OK, good first sentence, agree with that.
It’s been around for much longer than ten years – as Monbiot accepts later on.
The reasons for this, however, are not primarily the ones that Monbiot lists – indeed, the fact that he thinks Peak Oil is adequately justified for these shallow reasons simply indicates his failure to engage with the fundamentals. Peak Oil is the observation (not a theory) that every oil field ever discovered is finite; further, the flow of oil from almost every oil field rises and declines; and that there are only a certain number of oil fields available in a finite world – so therefore the flow of oil available to the world will itself rise and decline. It’s extremely simple, and has been observed repeatedly in a wide variety of locations. The overwhelming majority of oil-producing countries in the world have passed their own local peaks. I could go on…
The first of the great resource crunches has struck – how else to describe the increase in the cost of oil by an order of magnitude? In the 1990’s oil was hovering between $10 and $15 a barrel – it has now ‘come down’ to around $100 a barrel from a peak of near $150. Clearly this is because Peak Oil is not a problem…Peak Oil might be simply summarised as ‘first it gets expensive, then it gets scarce’. We have emphatically reached the first phase.

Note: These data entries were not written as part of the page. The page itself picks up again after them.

use std::sync::Arc;

use async_trait::async_trait;
use serde_json::{json, Value};

use rusty_assist_core::{
    AssistError, CategoryCode, EnvironmentCheckPort, EventRecord, NotifierPort, PreparePort,
    ReadinessCheck, StateReader, READY_MESSAGE,
};

/// Interactive prepare-for-transaction. Refreshes the environment, then
/// stops at the first unmet condition and notifies it under the caller's
/// category.
pub struct PrepareAdapter {
    state: StateReader,
    environment: Arc<dyn EnvironmentCheckPort>,
    notifier: Arc<dyn NotifierPort>,
}

impl PrepareAdapter {
    pub fn new(
        state: StateReader,
        environment: Arc<dyn EnvironmentCheckPort>,
        notifier: Arc<dyn NotifierPort>,
    ) -> Self {
        Self {
            state,
            environment,
            notifier,
        }
    }
}

#[async_trait]
impl PreparePort for PrepareAdapter {
    async fn prepare_for_transaction(&self, category: CategoryCode) -> Result<Value, AssistError> {
        self.environment.check_environment().await?;
        let snapshot = self.state.snapshot()?;

        for check in ReadinessCheck::ALL {
            let Some(code) = check.failures(&snapshot).into_iter().next() else {
                continue;
            };
            tracing::info!(?check, %code, ?category, "user not ready to transact");
            self.notifier.notify(
                EventRecord::new(code.into(), category).with_reason(code.default_reason()),
                None,
            );
            return Err(AssistError::from_code(code));
        }
        Ok(json!(READY_MESSAGE))
    }
}
use std::sync::Arc;

use crate::domain::{FailureCode, ProviderGeneration, ProviderHandle};
use crate::ports::{AssistError, HostPort, PortError};
use crate::state::StateWriter;

/// Generation from the provider library version: `0.x` is the legacy
/// callback API, anything later the promise API.
pub fn detect_generation(version: &str) -> Result<ProviderGeneration, PortError> {
    let trimmed = version.trim().trim_start_matches('v');
    let major = match semver::Version::parse(trimmed) {
        Ok(v) => v.major,
        Err(_) => trimmed
            .split('.')
            .next()
            .and_then(|m| m.parse::<u64>().ok())
            .ok_or_else(|| {
                PortError::Validation(format!("unrecognized provider version: {version}"))
            })?,
    };
    Ok(if major == 0 {
        ProviderGeneration::Legacy
    } else {
        ProviderGeneration::Modern
    })
}

/// Stores `handle` as the active provider instance and sets the
/// generation flags. An unrecognized version is an `initFail`.
pub fn configure_provider(
    state: &StateWriter,
    handle: ProviderHandle,
) -> Result<ProviderGeneration, AssistError> {
    let generation = detect_generation(&handle.version)
        .map_err(|e| AssistError::fatal(FailureCode::InitFail, e.to_string()))?;
    tracing::debug!(
        provider = %handle.name,
        version = %handle.version,
        ?generation,
        "configuring provider"
    );
    state.update(|s| {
        s.legacy_web3 = generation == ProviderGeneration::Legacy;
        s.modern_web3 = generation == ProviderGeneration::Modern;
        s.web3_instance = Some(handle);
    })?;
    Ok(generation)
}

/// Write capability limited to the provider instance and its flags.
#[derive(Clone)]
pub struct ProviderConfigurator {
    state: StateWriter,
    host: Arc<dyn HostPort>,
}

impl ProviderConfigurator {
    pub fn new(state: StateWriter, host: Arc<dyn HostPort>) -> Self {
        Self { state, host }
    }

    /// Configures `handle`, or the host's ambient provider when `None`.
    pub fn configure(
        &self,
        handle: Option<ProviderHandle>,
    ) -> Result<ProviderGeneration, AssistError> {
        let handle = handle.or_else(|| self.host.ambient_provider()).ok_or_else(|| {
            AssistError::fatal(
                FailureCode::InitFail,
                "A web3 provider is needed and none was found",
            )
        })?;
        configure_provider(&self.state, handle)
    }

    /// Returns the active generation, lazily configuring the ambient
    /// provider when no instance exists yet.
    pub fn ensure_instance(&self) -> Result<ProviderGeneration, AssistError> {
        let existing = self
            .state
            .read(|s| s.web3_instance.as_ref().and(s.provider_generation()))?;
        match existing {
            Some(generation) => Ok(generation),
            None => self.configure(None),
        }
    }

    pub fn has_ambient(&self) -> bool {
        self.host.ambient_provider().is_some()
    }
}
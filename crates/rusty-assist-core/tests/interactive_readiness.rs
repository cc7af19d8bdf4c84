mod common;

use std::sync::atomic::{AtomicBool, Ordering};
use std::sync::Arc;

use serde_json::json;

use rusty_assist_core::{AssistConfig, CategoryCode, EventCode, FailureCode};

use common::{config_with, modern_provider, Harness};

fn interactive_config() -> AssistConfig {
    AssistConfig {
        mobile_blocked: true,
        ..config_with(modern_provider())
    }
}

#[tokio::test]
async fn invalid_api_key_fails_before_anything_else() {
    let h = Harness::new();
    let assist = h.init(interactive_config()).await;
    h.set(|s| {
        s.valid_api_key = false;
        s.mobile_device = true;
    });

    let err = assist.onboard().await.expect_err("api key gate");
    assert_eq!(err.code(), Some(FailureCode::InitFail));
    assert_eq!(err.reason(), "Your API key is not valid");
    assert!(h.prepare.categories.lock().expect("prepare lock").is_empty());
}

#[tokio::test]
async fn unsupported_network_fails_with_init_fail() {
    let h = Harness::new();
    let assist = h.init(interactive_config()).await;
    h.set(|s| s.supported_network = false);

    let err = assist.onboard().await.expect_err("network gate");
    assert_eq!(err.code(), Some(FailureCode::InitFail));
    assert_eq!(err.reason(), "This network is not supported");
}

#[tokio::test]
async fn desktop_onboard_relays_prepare_for_transaction() {
    let h = Harness::new();
    let assist = h.init(interactive_config()).await;

    let ready = assist.onboard().await.expect("prepared");
    assert_eq!(ready, json!("prepared"));
    assert_eq!(
        *h.prepare.categories.lock().expect("prepare lock"),
        vec![CategoryCode::Onboard]
    );
}

#[tokio::test]
async fn mobile_onboard_waits_for_dismissal() {
    let h = Harness::new();
    let assist = h.init(interactive_config()).await;
    h.make_ready();
    h.set(|s| s.mobile_device = true);

    let dismissed = Arc::new(AtomicBool::new(false));
    let settled_after_dismissal = {
        let dismissed = Arc::clone(&dismissed);
        let assist = &assist;
        async move {
            let outcome = assist.onboard().await;
            (outcome, dismissed.load(Ordering::SeqCst))
        }
    };
    let dismiss = {
        let dismissed = Arc::clone(&dismissed);
        let notifier = Arc::clone(&h.notifier);
        async move {
            for _ in 0..100 {
                tokio::task::yield_now().await;
            }
            let mobile_events: Vec<_> = notifier
                .events()
                .into_iter()
                .filter(|e| e.event_code == EventCode::MobileBlocked)
                .collect();
            assert_eq!(mobile_events.len(), 1);
            assert_eq!(mobile_events[0].category_code, CategoryCode::Onboard);
            dismissed.store(true, Ordering::SeqCst);
            assert!(notifier.dismiss_latest(), "dismiss hook registered");
        }
    };

    let ((outcome, was_dismissed), ()) = tokio::join!(settled_after_dismissal, dismiss);
    let err = outcome.expect_err("mobile blocked");
    assert_eq!(err.code(), Some(FailureCode::MobileBlocked));
    assert!(was_dismissed, "settled only after the hook ran");

    let state = h.state.snapshot().expect("snapshot");
    assert!(!state.valid_browser);
    assert!(h.prepare.categories.lock().expect("prepare lock").is_empty());
}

Among environmentalists it was never clear, even to ourselves, whether or not we wanted it to happen. It had the potential both to shock the world into economic transformation, averting future catastrophes, and to generate catastrophes of its own, including a shift into even more damaging technologies, such as biofuels and petrol made from coal. Even so, peak oil was a powerful lever. Governments, businesses and voters who seemed impervious to the moral case for cutting the use of fossil fuels might, we hoped, respond to the economic case.

Oh George…’wanted it to happen’. One of the things about Peak Oil is that our wants don’t have a very great deal to do with it. Reality is non-negotiable – and it seems straightforward to me that we are indeed living through a situation that has shocked the world into economic transformation (yes, finance is a major aspect – see The Automatic Earth – but as James Hamilton has demonstrated, the oil price triggers recessions).
As for governments responding… who is to say they haven’t been?

Some of us made vague predictions, others were more specific. In all cases we were wrong. In 1975 MK Hubbert, a geoscientist working for Shell who had correctly predicted the decline in US oil production, suggested that global supplies could peak in 1995. In 1997 the petroleum geologist Colin Campbell estimated that it would happen before 2010. In 2003 the geophysicist Kenneth Deffeyes said he was “99% confident” that peak oil would occur in 2004. In 2004, the Texas tycoon T Boone Pickens predicted that “never again will we pump more than 82m barrels” per day of liquid fuels. (Average daily supply in May 2012 was 91m.) In 2005 the investment banker Matthew Simmons maintained that “Saudi Arabia … cannot materially grow its oil production”. (Since then its output has risen from 9m barrels a day to 10m, and it has another 1.5m in spare capacity.)

Good, some specifics.
Hubbert’s prediction was based on business continuing as usual – and the OPEC crisis of the 1970’s, which caused a drop in oil production – ie it left the oil in the ground – simply delayed things for ten years. So far his prediction is holding up pretty well (as, it could well be argued, are those of Campbell, Deffeyes and even Pickens).
The key claim in Monbiot’s article, however, is this: ‘average daily supply in May 2012 was 91m’. This is what is called ‘all liquids’ production – and this is not what Peak Oil is about (see discussion here looking at the US). For example, ‘all liquids’ includes ethanol production – you know George, it’s that stuff which Obama subsidises in order to transfer food from the third world into the petrol tanks of his target voters. Ethanol is not just evil, it is also a waste of energy (it uses up more energy to make it than you get out of it, in the US). To include ethanol – and bio-fuels, and even tar sands (slightly more debatable) – in discussions of Peak Oil is simply to confuse the issue, and, again, betrays a lack of understanding of the fundamentals. If we use the baseline consistent measure – called ‘crude and condensate’ – then we get a very different picture. Since 2005 production of C&C has remained stuck on a plateau of approximately 74 million barrels a day – and this despite the vast fortunes that are now being made for any new supplies that are coming on stream.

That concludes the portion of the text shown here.